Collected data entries
--------

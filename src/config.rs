use serde::Deserialize;
use std::path::PathBuf;

use crate::audio::decode::AudioConfig;
use crate::audio::pitch::DetectorConfig;
use crate::sheet::segment::SegmenterConfig;

#[derive(Debug, Default, Deserialize)]
pub struct Config {
    #[serde(default)]
    pub audio: AudioSection,
    #[serde(default)]
    pub detector: DetectorSection,
    #[serde(default)]
    pub quantizer: QuantizerSection,
    #[serde(default)]
    pub segmenter: SegmenterSection,
    #[serde(default)]
    pub sheet: SheetSection,
}

#[derive(Debug, Deserialize)]
pub struct AudioSection {
    #[serde(default = "default_sample_rate")]
    pub sample_rate: u32,
}

#[derive(Debug, Deserialize)]
pub struct DetectorSection {
    #[serde(default = "default_frame_length")]
    pub frame_length: usize,
    #[serde(default = "default_hop_length")]
    pub hop_length: usize,
    #[serde(default = "default_fmin")]
    pub fmin: f32,
    #[serde(default = "default_fmax")]
    pub fmax: f32,
    #[serde(default = "default_yin_threshold")]
    pub yin_threshold: f32,
    #[serde(default = "default_min_confidence")]
    pub min_confidence: f32,
    #[serde(default = "default_silence_rms")]
    pub silence_rms: f32,
    #[serde(default)]
    pub budget_secs: Option<f32>,
}

#[derive(Debug, Deserialize)]
pub struct QuantizerSection {
    #[serde(default = "default_tolerance_cents")]
    pub tolerance_cents: f32,
}

#[derive(Debug, Deserialize)]
pub struct SegmenterSection {
    #[serde(default = "default_max_gap_frames")]
    pub max_gap_frames: usize,
    #[serde(default = "default_min_note_ms")]
    pub min_note_ms: f32,
    #[serde(default = "default_chord_window_ms")]
    pub chord_window_ms: f32,
}

#[derive(Debug, Deserialize)]
pub struct SheetSection {
    #[serde(default = "default_credit")]
    pub author: String,
    #[serde(default = "default_credit")]
    pub transcribed_by: String,
}

impl Default for AudioSection {
    fn default() -> Self {
        Self {
            sample_rate: default_sample_rate(),
        }
    }
}

impl Default for DetectorSection {
    fn default() -> Self {
        Self {
            frame_length: default_frame_length(),
            hop_length: default_hop_length(),
            fmin: default_fmin(),
            fmax: default_fmax(),
            yin_threshold: default_yin_threshold(),
            min_confidence: default_min_confidence(),
            silence_rms: default_silence_rms(),
            budget_secs: None,
        }
    }
}

impl Default for QuantizerSection {
    fn default() -> Self {
        Self {
            tolerance_cents: default_tolerance_cents(),
        }
    }
}

impl Default for SegmenterSection {
    fn default() -> Self {
        Self {
            max_gap_frames: default_max_gap_frames(),
            min_note_ms: default_min_note_ms(),
            chord_window_ms: default_chord_window_ms(),
        }
    }
}

impl Default for SheetSection {
    fn default() -> Self {
        Self {
            author: default_credit(),
            transcribed_by: default_credit(),
        }
    }
}

fn default_sample_rate() -> u32 { 22050 }
fn default_frame_length() -> usize { 2048 }
fn default_hop_length() -> usize { 512 }
fn default_fmin() -> f32 { 65.0 }
fn default_fmax() -> f32 { 2000.0 }
fn default_yin_threshold() -> f32 { 0.1 }
fn default_min_confidence() -> f32 { 0.7 }
fn default_silence_rms() -> f32 { 0.001 }
fn default_tolerance_cents() -> f32 { 100.0 }
fn default_max_gap_frames() -> usize { 1 }
fn default_min_note_ms() -> f32 { 30.0 }
fn default_chord_window_ms() -> f32 { 100.0 }
fn default_credit() -> String { "skynote".into() }

impl Config {
    pub fn audio_config(&self) -> AudioConfig {
        AudioConfig {
            sample_rate: self.audio.sample_rate,
        }
    }

    pub fn detector_config(&self) -> DetectorConfig {
        DetectorConfig {
            frame_length: self.detector.frame_length,
            hop_length: self.detector.hop_length,
            fmin: self.detector.fmin,
            fmax: self.detector.fmax,
            yin_threshold: self.detector.yin_threshold,
            min_confidence: self.detector.min_confidence,
            silence_rms: self.detector.silence_rms,
            budget_secs: self.detector.budget_secs,
        }
    }

    pub fn segmenter_config(&self) -> SegmenterConfig {
        SegmenterConfig {
            max_gap_frames: self.segmenter.max_gap_frames,
            min_note_ms: self.segmenter.min_note_ms,
            chord_window_ms: self.segmenter.chord_window_ms,
        }
    }
}

pub fn load_config(path: &PathBuf) -> Option<Config> {
    let content = std::fs::read_to_string(path).ok()?;
    match toml::from_str(&content) {
        Ok(config) => Some(config),
        Err(err) => {
            log::warn!("Ignoring config {}: {}", path.display(), err);
            None
        }
    }
}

--------

WORK INSTRUCTIONS:
Figure out how many lines above include the string "AudioConfig", then report that number and nothing else.

ANSWER TO THE EXERCISE:
3